▶ **Data**:
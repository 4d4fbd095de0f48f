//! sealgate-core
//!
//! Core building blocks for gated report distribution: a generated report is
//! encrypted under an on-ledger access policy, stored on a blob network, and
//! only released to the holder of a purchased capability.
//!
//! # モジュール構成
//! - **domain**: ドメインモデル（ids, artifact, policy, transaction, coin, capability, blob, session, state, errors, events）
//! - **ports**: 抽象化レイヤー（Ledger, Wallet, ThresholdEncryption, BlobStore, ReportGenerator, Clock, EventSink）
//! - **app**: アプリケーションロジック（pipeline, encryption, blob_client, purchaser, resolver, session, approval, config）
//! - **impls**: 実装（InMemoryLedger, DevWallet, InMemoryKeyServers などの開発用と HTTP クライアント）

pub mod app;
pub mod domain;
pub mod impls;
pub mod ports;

▶ **Work order**: Which of the lines above hold the string "ports"? Copy each one.

▶ **Solution to the problem**:
//! - **ports**: 抽象化レイヤー（Ledger, Wallet, ThresholdEncryption, BlobStore, ReportGenerator, Clock, EventSink）
pub mod ports;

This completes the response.